[Stored data]

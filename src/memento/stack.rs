//! Two-stack undo/redo engine

use crate::error::HistoryError;

use super::Memento;

/// Undo and redo stacks.
///
/// Pushing a new memento clears the redo stack. Merging only happens into
/// the top of the undo stack while the merge window is open; `seal`,
/// `undo` and `redo` close it.
#[derive(Debug)]
pub struct UndoStack<M> {
    undo: Vec<M>,
    redo: Vec<M>,
    limit: Option<usize>,
    sealed: bool,
}

impl<M: Memento> Default for UndoStack<M> {
    fn default() -> Self {
        Self::new(None)
    }
}

impl<M: Memento> UndoStack<M> {
    /// Create a stack keeping at most `limit` undo steps
    pub fn new(limit: Option<usize>) -> Self {
        Self {
            undo: Vec::new(),
            redo: Vec::new(),
            limit: limit.filter(|l| *l > 0),
            sealed: true,
        }
    }

    /// Record an applied operation.
    ///
    /// Returns true when the memento was merged into the previous one.
    pub fn make_undoable(&mut self, memento: M, allow_merge: bool) -> bool {
        self.redo.clear();
        if allow_merge
            && !self.sealed
            && let Some(top) = self.undo.last_mut()
            && top.merge(&memento)
        {
            log::debug!("Merged '{}' into previous step", memento.action_name());
            return true;
        }

        log::debug!("Undo step '{}'", memento.action_name());
        self.undo.push(memento);
        self.sealed = false;
        if let Some(limit) = self.limit
            && self.undo.len() > limit
        {
            self.undo.remove(0);
        }
        false
    }

    /// Close the merge window so the next memento starts a new step
    pub fn seal(&mut self) {
        self.sealed = true;
    }

    pub fn undo(&mut self, target: &mut M::Target) -> Result<(), HistoryError> {
        let mut memento = self.undo.pop().ok_or(HistoryError::NothingToUndo)?;
        memento.undo(target);
        self.redo.push(memento);
        self.sealed = true;
        Ok(())
    }

    pub fn redo(&mut self, target: &mut M::Target) -> Result<(), HistoryError> {
        let mut memento = self.redo.pop().ok_or(HistoryError::NothingToRedo)?;
        memento.redo(target);
        self.undo.push(memento);
        self.sealed = true;
        Ok(())
    }

    pub fn can_undo(&self) -> bool {
        !self.undo.is_empty()
    }

    pub fn can_redo(&self) -> bool {
        !self.redo.is_empty()
    }

    pub fn undo_len(&self) -> usize {
        self.undo.len()
    }

    pub fn redo_len(&self) -> usize {
        self.redo.len()
    }

    /// Action names of the undo stack, oldest first
    pub fn history(&self) -> Vec<&'static str> {
        self.undo.iter().map(Memento::action_name).collect()
    }

    pub fn clear(&mut self) {
        self.undo.clear();
        self.redo.clear();
        self.sealed = true;
    }
}
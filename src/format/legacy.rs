//! Read-only support for the legacy single-stream format.
//!
//! Layout: `[image bytes][content blob][blob length: u64 LE][marker]`,
//! where the marker is 14 ASCII bytes starting with `Greenshot`, e.g.
//! `Greenshot01.02`. The reader works backwards from the end of the
//! stream.

use std::io::{Read, Seek, SeekFrom};

use crate::error::FormatError;

use super::content::ContentJson;
use super::{CancelFlag, Document};

pub const MARKER_LEN: u64 = 14;
pub const MARKER_PREFIX: &[u8] = b"Greenshot";
const LENGTH_LEN: u64 = 8;

/// Whether the stream ends in a legacy marker. The position is restored.
pub fn has_marker<R: Read + Seek>(r: &mut R) -> Result<bool, FormatError> {
    let start = r.stream_position()?;
    let marker = read_marker(r);
    r.seek(SeekFrom::Start(start))?;
    match marker {
        Ok(_) => Ok(true),
        Err(FormatError::NotAGreenshotFile) => Ok(false),
        Err(err) => Err(err),
    }
}

fn read_marker<R: Read + Seek>(r: &mut R) -> Result<[u8; MARKER_LEN as usize], FormatError> {
    let len = r.seek(SeekFrom::End(0))?;
    if len < MARKER_LEN {
        return Err(FormatError::NotAGreenshotFile);
    }
    r.seek(SeekFrom::Start(len - MARKER_LEN))?;
    let mut marker = [0u8; MARKER_LEN as usize];
    r.read_exact(&mut marker)?;
    if !marker.starts_with(MARKER_PREFIX) {
        return Err(FormatError::NotAGreenshotFile);
    }
    Ok(marker)
}

pub fn read<R: Read + Seek>(mut r: R, cancel: &CancelFlag) -> Result<Document, FormatError> {
    let marker = read_marker(&mut r)?;
    log::debug!(
        "Legacy file version {}",
        String::from_utf8_lossy(&marker[MARKER_PREFIX.len()..])
    );

    let len = r.seek(SeekFrom::End(0))?;
    let trailer = MARKER_LEN + LENGTH_LEN;
    if len < trailer {
        return Err(FormatError::TruncatedFile);
    }
    r.seek(SeekFrom::Start(len - trailer))?;
    let mut length = [0u8; LENGTH_LEN as usize];
    r.read_exact(&mut length)?;
    let blob_len = u64::from_le_bytes(length);
    let blob_start = (len - trailer)
        .checked_sub(blob_len)
        .ok_or(FormatError::TruncatedFile)?;

    cancel.check()?;
    r.seek(SeekFrom::Start(0))?;
    let mut image_bytes = vec![0u8; to_usize(blob_start)?];
    r.read_exact(&mut image_bytes)?;
    let image = image::load_from_memory(&image_bytes)?.to_rgba8();

    cancel.check()?;
    let mut blob = vec![0u8; to_usize(blob_len)?];
    r.read_exact(&mut blob)?;
    if blob.iter().all(u8::is_ascii_whitespace) {
        return Ok(Document::new(image));
    }
    let content: ContentJson = serde_json::from_slice(&blob)?;
    super::from_content(image, content)
}

fn to_usize(len: u64) -> Result<usize, FormatError> {
    usize::try_from(len).map_err(|_| FormatError::TruncatedFile)
}
use std::io::{Cursor, Write};

use image::{Rgba, RgbaImage};
use snappea_editor::fields::{ArrowHeads, PreparedFilter};
use snappea_editor::format::write_png;
use snappea_editor::{
    CancelFlag, Color, ContainerKind, FieldCache, FieldHolder, FieldType, FieldValue,
    FormatError, Rect, Surface, SurfaceError,
};

fn background() -> RgbaImage {
    RgbaImage::from_fn(64, 48, |x, y| Rgba([x as u8 * 4, y as u8 * 5, 90, 255]))
}

/// Surface with one element of every top-level kind and some edits
fn busy_surface() -> Surface {
    let mut surface = Surface::new(background(), FieldCache::default());
    let kinds = [
        ContainerKind::Rectangle,
        ContainerKind::Ellipse,
        ContainerKind::Line,
        ContainerKind::Arrow,
        ContainerKind::Text,
        ContainerKind::StepLabel,
        ContainerKind::Highlight,
        ContainerKind::Obfuscate,
    ];
    let mut ids = Vec::new();
    for (i, kind) in kinds.into_iter().enumerate() {
        let i = i as i32;
        let element = surface.create_element(kind, Rect::new(i * 5, i * 3, i * 5 + 20, i * 3 + 12));
        ids.push(surface.add_element(element, true, true).unwrap());
    }
    surface
        .set_field_value(ids[0], FieldType::FillColor, FieldValue::Color(Color::YELLOW))
        .unwrap();
    surface
        .set_field_value(
            ids[3],
            FieldType::Arrowheads,
            FieldValue::ArrowHeads(ArrowHeads::BothPoints),
        )
        .unwrap();
    surface.set_element_text(ids[4], "look here").unwrap();
    surface
        .set_field_value(
            ids[7],
            FieldType::PreparedFilterObfuscate,
            FieldValue::PreparedFilter(PreparedFilter::Blur),
        )
        .unwrap();
    surface.move_element(ids[2], 3, -1).unwrap();
    surface.pull_to_top(ids[0]).unwrap();
    surface
}

#[test]
fn undo_to_exhaustion_then_redo_everything() {
    let mut surface = busy_surface();
    let final_state = surface.snapshot();
    let history_len = surface.undo_history().len();

    let mut steps = 0;
    while surface.undo() {
        steps += 1;
    }
    assert_eq!(steps, history_len);
    assert!(surface.elements().is_empty());
    assert!(!surface.can_undo());

    while surface.redo() {}
    assert_eq!(surface.snapshot().elements, final_state.elements);
}

#[test]
fn undo_then_redo_is_identity_at_every_step() {
    let mut surface = busy_surface();
    while surface.can_undo() {
        let before = surface.snapshot();
        assert!(surface.undo());
        assert!(surface.redo());
        assert_eq!(surface.snapshot(), before);
        surface.undo();
    }
}

#[test]
fn save_then_load_reconstructs_document() {
    let mut surface = busy_surface();
    surface.set_counter_start(7);
    let mut bytes = Cursor::new(Vec::new());
    surface.save(&mut bytes).unwrap();
    assert!(!surface.modified());

    bytes.set_position(0);
    let loaded = Surface::load(bytes, FieldCache::default()).unwrap();
    assert!(!loaded.modified());
    assert!(!loaded.can_undo());
    assert_eq!(loaded.snapshot(), surface.snapshot());
    assert_eq!(loaded.counter_start(), 7);
}

#[test]
fn unset_field_survives_save_and_load() {
    let mut surface = Surface::new(background(), FieldCache::default());
    let element = surface.create_element(ContainerKind::Rectangle, Rect::new(2, 2, 20, 20));
    let id = surface.add_element(element, true, true).unwrap();
    surface
        .set_field_value(id, FieldType::LineColor, FieldValue::Null)
        .unwrap();

    let mut bytes = Cursor::new(Vec::new());
    surface.save(&mut bytes).unwrap();
    bytes.set_position(0);
    let loaded = Surface::load(bytes, FieldCache::default()).unwrap();
    assert_eq!(
        loaded.element(id).unwrap().field_value(FieldType::LineColor),
        Some(&FieldValue::Null)
    );
    assert_eq!(loaded.snapshot(), surface.snapshot());
}

#[test]
fn save_to_path_round_trips() {
    let dir = tempfile::tempdir().unwrap();
    let path = dir.path().join("capture.greenshot");
    let mut surface = busy_surface();
    surface.save_to_path(&path).unwrap();

    let loaded = Surface::load_from_path(&path, FieldCache::default()).unwrap();
    assert_eq!(loaded.elements().len(), surface.elements().len());
    assert_eq!(loaded.image(), surface.image());
}

#[test]
fn legacy_file_with_bad_marker_is_rejected() {
    let mut bytes = Vec::new();
    write_png(&mut bytes, &background()).unwrap();
    bytes.write_all(&0u64.to_le_bytes()).unwrap();
    bytes.write_all(b"Snapshot20.1xx").unwrap();
    assert!(matches!(
        Surface::load(Cursor::new(bytes), FieldCache::default()),
        Err(SurfaceError::Format(FormatError::NotAGreenshotFile))
    ));
}

#[test]
fn legacy_image_only_file_loads() {
    let mut bytes = Vec::new();
    write_png(&mut bytes, &background()).unwrap();
    bytes.write_all(&0u64.to_le_bytes()).unwrap();
    bytes.write_all(b"Greenshot01.02").unwrap();
    let surface = Surface::load(Cursor::new(bytes), FieldCache::default()).unwrap();
    assert_eq!(surface.image(), &background());
    assert!(surface.elements().is_empty());
}

fn archive(content: Option<&str>) -> Cursor<Vec<u8>> {
    let mut bytes = Cursor::new(Vec::new());
    {
        let mut zip = zip::ZipWriter::new(&mut bytes);
        let options = zip::write::SimpleFileOptions::default();
        zip.start_file("image.png", options).unwrap();
        write_png(&mut zip, &background()).unwrap();
        if let Some(content) = content {
            zip.start_file("content.json", options).unwrap();
            zip.write_all(content.as_bytes()).unwrap();
        }
        zip.finish().unwrap();
    }
    bytes.set_position(0);
    bytes
}

#[test]
fn archive_without_content_is_not_a_document() {
    assert!(matches!(
        Surface::load(archive(None), FieldCache::default()),
        Err(SurfaceError::Format(FormatError::NotAGreenshotFile))
    ));
}

#[test]
fn unknown_names_fail_the_whole_load() {
    let unknown_variant = r#"{"version": 2, "containers": [
        {"$type": "RectangleContainer", "bounds": {"left": 0, "top": 0, "right": 5, "bottom": 5},
         "fields": {"LINE_COLOR": {"$type": "Gradient", "value": "red to blue"}}}
    ]}"#;
    assert!(matches!(
        Surface::load(archive(Some(unknown_variant)), FieldCache::default()),
        Err(SurfaceError::Format(FormatError::UnknownFieldVariant(tag))) if tag == "Gradient"
    ));

    let unknown_container = r#"{"version": 2, "containers": [
        {"$type": "RectangleContainer", "bounds": {"left": 0, "top": 0, "right": 5, "bottom": 5}},
        {"$type": "SpeechbubbleContainer", "bounds": {"left": 0, "top": 0, "right": 5, "bottom": 5}}
    ]}"#;
    assert!(matches!(
        Surface::load(archive(Some(unknown_container)), FieldCache::default()),
        Err(SurfaceError::Format(FormatError::UnknownContainerType(name)))
            if name == "SpeechbubbleContainer"
    ));
}

#[test]
fn content_written_by_hand_loads() {
    let content = r##"{"version": 2, "counterStart": 2, "containers": [
        {"$type": "ArrowContainer", "bounds": {"left": 40, "top": 30, "right": 2, "bottom": 4},
         "fields": {
            "LINE_COLOR": {"$type": "Color", "value": "#FF0000FF"},
            "LINE_THICKNESS": {"$type": "Int", "value": 4},
            "ARROWHEADS": {"$type": "ArrowHeadCombination", "value": "StartPoint"}
         }}
    ]}"##;
    let surface = Surface::load(archive(Some(content)), FieldCache::default()).unwrap();
    let arrow = surface.elements().iter().next().unwrap();
    assert_eq!(arrow.kind(), ContainerKind::Arrow);
    assert_eq!(arrow.bounds(), Rect::new(40, 30, 2, 4));
    assert_eq!(arrow.color_value(FieldType::LineColor), Color::rgb(0, 0, 255));
    assert_eq!(arrow.int_value(FieldType::LineThickness), 4);
    assert_eq!(surface.counter_start(), 2);
}

#[test]
fn remove_then_undo_restores_selection_and_position() {
    let mut surface = Surface::new(background(), FieldCache::default());
    let a = surface.create_element(ContainerKind::Rectangle, Rect::new(0, 0, 10, 10));
    let b = surface.create_element(ContainerKind::Ellipse, Rect::new(0, 0, 10, 10));
    let c = surface.create_element(ContainerKind::Line, Rect::new(0, 0, 10, 10));
    let ids = surface.add_elements(vec![a, b, c], true).unwrap();
    surface.select_elements(&[ids[1], ids[2]]).unwrap();

    surface.remove_element(ids[1], true).unwrap();
    assert_eq!(surface.selected_elements(), &[ids[2]]);

    assert!(surface.undo());
    assert_eq!(surface.elements().ids(), ids);
    assert_eq!(surface.selected_elements(), &[ids[1], ids[2]]);
    assert_eq!(surface.field_aggregator().bound_elements(), &[ids[1], ids[2]]);
}

#[test]
fn drag_is_one_undo_step() {
    let mut surface = Surface::new(background(), FieldCache::default());
    let element = surface.create_element(ContainerKind::Rectangle, Rect::new(0, 0, 10, 10));
    let id = surface.add_element(element, true, true).unwrap();

    surface.begin_gesture();
    surface.move_element(id, 1, 1).unwrap();
    surface.move_element(id, 1, 1).unwrap();
    surface.move_element(id, 1, 1).unwrap();
    surface.end_gesture();

    assert!(surface.undo());
    assert_eq!(surface.element(id).unwrap().bounds(), Rect::new(0, 0, 10, 10));
    assert!(surface.undo());
    assert!(!surface.is_on_surface(id));
}

#[test]
fn cancelled_save_reports_cancellation() {
    let mut surface = busy_surface();
    let cancel = CancelFlag::new();
    cancel.cancel();
    assert!(matches!(
        surface.save_with_cancel(Cursor::new(Vec::new()), &cancel),
        Err(SurfaceError::Format(FormatError::Cancelled))
    ));
    assert!(surface.modified());
}

#[test]
fn export_does_not_mutate_the_document() {
    let surface = busy_surface();
    let before = surface.snapshot();
    let exported = surface.image_for_export();
    assert_eq!(exported.dimensions(), surface.image().dimensions());
    assert_eq!(surface.snapshot(), before);
}
//! Last-used field values shared by every surface of a session

use std::collections::HashMap;
use std::sync::{Arc, PoisonError, RwLock};

use super::field::{Field, Scope};
use super::value::{FieldType, FieldValue};

#[derive(Debug, Default)]
struct CacheInner {
    last_used: RwLock<HashMap<(FieldType, Scope), FieldValue>>,
    overrides: HashMap<FieldType, FieldValue>,
    remember: bool,
}

/// Session context consulted when new fields are created.
///
/// Cloning is cheap and clones share the same store. Writes are
/// last-writer-wins.
#[derive(Debug, Clone)]
pub struct FieldCache {
    inner: Arc<CacheInner>,
}

impl Default for FieldCache {
    fn default() -> Self {
        Self::new(HashMap::new(), true)
    }
}

impl FieldCache {
    /// Create a cache with configured defaults that take precedence over
    /// the static default table. Overrides that don't fit their field
    /// type are dropped.
    pub fn new(overrides: HashMap<FieldType, FieldValue>, remember: bool) -> Self {
        let overrides = overrides
            .into_iter()
            .filter(|(field_type, value)| {
                let fits = !value.is_null() && value.fits(*field_type);
                if !fits {
                    log::warn!("Ignoring configured default for {field_type}: {value:?}");
                }
                fits
            })
            .collect();
        Self {
            inner: Arc::new(CacheInner {
                last_used: RwLock::new(HashMap::new()),
                overrides,
                remember,
            }),
        }
    }

    /// Value a newly created field starts with: last used value for the
    /// scope, then the element kind's own default, then the configured
    /// default, then the static default.
    pub fn initial_value(
        &self,
        field_type: FieldType,
        scope: Scope,
        kind_default: Option<FieldValue>,
    ) -> FieldValue {
        let last_used = self
            .inner
            .last_used
            .read()
            .unwrap_or_else(PoisonError::into_inner)
            .get(&(field_type, scope))
            .cloned();
        last_used
            .or(kind_default)
            .or_else(|| self.inner.overrides.get(&field_type).cloned())
            .unwrap_or_else(|| field_type.default_value())
    }

    /// Build a field initialized from the cache
    pub fn create_field(
        &self,
        field_type: FieldType,
        scope: Scope,
        kind_default: Option<FieldValue>,
    ) -> Field {
        let value = self.initial_value(field_type, scope, kind_default);
        let mut field = Field::new(field_type, scope);
        if let Err(err) = field.set(value) {
            // initial values are filtered by domain, so this is a defect
            debug_assert!(false, "cached value does not fit: {err}");
            log::error!("Cached value for {field_type} rejected: {err}");
        }
        field
    }

    /// Record a value chosen by the user so the next element of the same
    /// scope starts with it.
    pub fn remember(&self, field_type: FieldType, scope: Scope, value: &FieldValue) {
        if !self.inner.remember || value.is_null() || !value.fits(field_type) {
            return;
        }
        log::debug!("Remembering {field_type} for {scope}: {value:?}");
        self.inner
            .last_used
            .write()
            .unwrap_or_else(PoisonError::into_inner)
            .insert((field_type, scope), value.clone());
    }

    pub fn last_used(&self, field_type: FieldType, scope: Scope) -> Option<FieldValue> {
        self.inner
            .last_used
            .read()
            .unwrap_or_else(PoisonError::into_inner)
            .get(&(field_type, scope))
            .cloned()
    }
}
//! Element rendering using tiny-skia
//!
//! These functions draw vector elements onto an RgbaImage for export.

use image::RgbaImage;
use tiny_skia::{
    ColorU8, FillRule, LineCap, LineJoin, Paint, Path, PathBuilder, Pixmap, Stroke, Transform,
};

use super::geometry::{self, arrow, shape};
use crate::container::{ContainerKind, DrawableContainer};
use crate::domain::{Color, Rect};
use crate::fields::{ArrowHeads, FieldHolder, FieldType};

/// Convert RgbaImage to Pixmap, apply drawing function, and copy back.
///
/// RgbaImage holds straight alpha while Pixmap works premultiplied.
pub(super) fn with_pixmap(img: &mut RgbaImage, f: impl FnOnce(&mut Pixmap)) {
    let Some(mut pixmap) = Pixmap::new(img.width(), img.height()) else {
        return;
    };
    for (dst, src) in pixmap.pixels_mut().iter_mut().zip(img.pixels()) {
        let [r, g, b, a] = src.0;
        *dst = ColorU8::from_rgba(r, g, b, a).premultiply();
    }

    f(&mut pixmap);

    for (dst, src) in img.pixels_mut().zip(pixmap.pixels()) {
        let color = src.demultiply();
        dst.0 = [color.red(), color.green(), color.blue(), color.alpha()];
    }
}

fn paint(color: Color) -> Paint<'static> {
    let [r, g, b, a] = color.to_rgba_u8();
    let mut paint = Paint::default();
    paint.set_color_rgba8(r, g, b, a);
    paint.anti_alias = true;
    paint
}

fn round_stroke(width: f32) -> Stroke {
    Stroke {
        width,
        line_cap: LineCap::Round,
        line_join: LineJoin::Round,
        ..Default::default()
    }
}

/// Stroke a path, with a darker, wider stroke underneath when `shadow`
fn stroke_with_shadow(pixmap: &mut Pixmap, path: &Path, color: Color, thickness: f32, shadow: bool) {
    if shadow {
        let shadow_color = Color::argb(shape::SHADOW_ALPHA, 0, 0, 0);
        let width = thickness + shape::SHADOW_OUTLINE * 2.0;
        pixmap.stroke_path(
            path,
            &paint(shadow_color),
            &round_stroke(width),
            Transform::identity(),
            None,
        );
    }
    pixmap.stroke_path(
        path,
        &paint(color),
        &round_stroke(thickness),
        Transform::identity(),
        None,
    );
}

fn fill(pixmap: &mut Pixmap, path: &Path, color: Color) {
    if color.is_transparent() {
        return;
    }
    pixmap.fill_path(path, &paint(color), FillRule::Winding, Transform::identity(), None);
}

fn build_rect_path(rect: Rect) -> Option<Path> {
    let (min_x, min_y, max_x, max_y) = geometry::normalize_rect(rect);
    tiny_skia::Rect::from_ltrb(min_x, min_y, max_x, max_y).map(PathBuilder::from_rect)
}

/// Build an ellipse path using cubic bezier curves
fn build_ellipse_path(rect: Rect) -> Option<Path> {
    let (min_x, min_y, max_x, max_y) = geometry::normalize_rect(rect);
    let (cx, cy, rx, ry) = geometry::ellipse_from_bounds(min_x, min_y, max_x, max_y);
    let kx = rx * shape::BEZIER_K;
    let ky = ry * shape::BEZIER_K;

    let mut pb = PathBuilder::new();

    // Start at top
    pb.move_to(cx, cy - ry);

    // Top to right
    pb.cubic_to(cx + kx, cy - ry, cx + rx, cy - ky, cx + rx, cy);

    // Right to bottom
    pb.cubic_to(cx + rx, cy + ky, cx + kx, cy + ry, cx, cy + ry);

    // Bottom to left
    pb.cubic_to(cx - kx, cy + ry, cx - rx, cy + ky, cx - rx, cy);

    // Left to top
    pb.cubic_to(cx - rx, cy - ky, cx - kx, cy - ry, cx, cy - ry);

    pb.close();
    pb.finish()
}

/// Build a line path with optional head lines at either end
fn build_arrow_path(rect: Rect, heads: ArrowHeads, head_size: f32) -> Option<Path> {
    let start = (rect.left as f32, rect.top as f32);
    let end = (rect.right as f32, rect.bottom as f32);

    let mut pb = PathBuilder::new();

    // Shaft line from start to end
    pb.move_to(start.0, start.1);
    pb.line_to(end.0, end.1);

    let mut add_head = |tail: (f32, f32), tip: (f32, f32)| {
        if let Some((head1_x, head1_y, head2_x, head2_y)) =
            arrow::head_points(tail, tip, head_size)
        {
            pb.move_to(tip.0, tip.1);
            pb.line_to(head1_x, head1_y);
            pb.move_to(tip.0, tip.1);
            pb.line_to(head2_x, head2_y);
        }
    };
    if heads.at_end() {
        add_head(start, end);
    }
    if heads.at_start() {
        add_head(end, start);
    }

    pb.finish()
}

/// Draw one vector element. Filter elements are handled by the caller;
/// only their border is drawn here.
pub fn draw_element(pixmap: &mut Pixmap, element: &DrawableContainer) {
    let bounds = element.bounds();
    let thickness = element.int_value(FieldType::LineThickness).max(0) as f32;
    let line_color = element.color_value(FieldType::LineColor);
    let shadow = element.bool_value(FieldType::Shadow);

    match element.kind() {
        ContainerKind::Rectangle | ContainerKind::Text | ContainerKind::Highlight
        | ContainerKind::Obfuscate => {
            let Some(path) = build_rect_path(bounds) else {
                return;
            };
            if element.has_field(FieldType::FillColor) {
                fill(pixmap, &path, element.color_value(FieldType::FillColor));
            }
            if thickness > 0.0 {
                stroke_with_shadow(pixmap, &path, line_color, thickness, shadow);
            }
        }
        ContainerKind::Ellipse => {
            let Some(path) = build_ellipse_path(bounds) else {
                return;
            };
            fill(pixmap, &path, element.color_value(FieldType::FillColor));
            if thickness > 0.0 {
                stroke_with_shadow(pixmap, &path, line_color, thickness, shadow);
            }
        }
        ContainerKind::Line | ContainerKind::Arrow => {
            if thickness <= 0.0 {
                return;
            }
            let heads = if element.kind() == ContainerKind::Arrow {
                element
                    .value_or_default(FieldType::Arrowheads)
                    .as_arrow_heads()
                    .unwrap_or(ArrowHeads::EndPoint)
            } else {
                ArrowHeads::None
            };
            if let Some(path) = build_arrow_path(bounds, heads, arrow::head_size(thickness)) {
                stroke_with_shadow(pixmap, &path, line_color, thickness, shadow);
            }
        }
        ContainerKind::StepLabel => {
            if let Some(path) = build_ellipse_path(bounds) {
                fill(pixmap, &path, element.color_value(FieldType::FillColor));
            }
        }
        ContainerKind::Filter(_) => {}
    }
}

* [YOUR OBJECTIVE]
Write out exactly the lines above between the line with "Self::new(HashMap::new(), true)" and the line with "type are dropped.", inclusive, and nothing beyond them.

* [TASK OUTPUT]
        Self::new(HashMap::new(), true)
    }
}

impl FieldCache {
    /// Create a cache with configured defaults that take precedence over
    /// the static default table. Overrides that don't fit their field
    /// type are dropped.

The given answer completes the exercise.